▶ REQUIRED WORK: Could you retype every entry below exactly as written?

******************************

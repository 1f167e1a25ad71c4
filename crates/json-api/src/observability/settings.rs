//! Process-global request logging settings.

use std::sync::atomic::{AtomicU64, Ordering};

use crate::config::observability::LoggingConfig;

const DEFAULT_SLOW_REQUEST_THRESHOLD_MS: u64 = 1_000;

static SLOW_REQUEST_THRESHOLD_MS: AtomicU64 = AtomicU64::new(DEFAULT_SLOW_REQUEST_THRESHOLD_MS);

pub(super) fn apply_runtime_config(config: &LoggingConfig) {
    SLOW_REQUEST_THRESHOLD_MS.store(config.slow_request_threshold_ms, Ordering::Relaxed);
}

pub(super) fn slow_request_threshold_ms() -> u64 {
    SLOW_REQUEST_THRESHOLD_MS.load(Ordering::Relaxed)
}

******************************

▶ FINAL ANSWER:
repository 1f167e1a25ad71c4
filename crates/json-api/src/observability/settings.rs
//! Process-global request logging settings.

use std::sync::atomic::{AtomicU64, Ordering};

use crate::config::observability::LoggingConfig;

const DEFAULT_SLOW_REQUEST_THRESHOLD_MS: u64 = 1_000;

static SLOW_REQUEST_THRESHOLD_MS: AtomicU64 = AtomicU64::new(DEFAULT_SLOW_REQUEST_THRESHOLD_MS);

pub(super) fn apply_runtime_config(config: &LoggingConfig) {
    SLOW_REQUEST_THRESHOLD_MS.store(config.slow_request_threshold_ms, Ordering::Relaxed);
}

pub(super) fn slow_request_threshold_ms() -> u64 {
    SLOW_REQUEST_THRESHOLD_MS.load(Ordering::Relaxed)
}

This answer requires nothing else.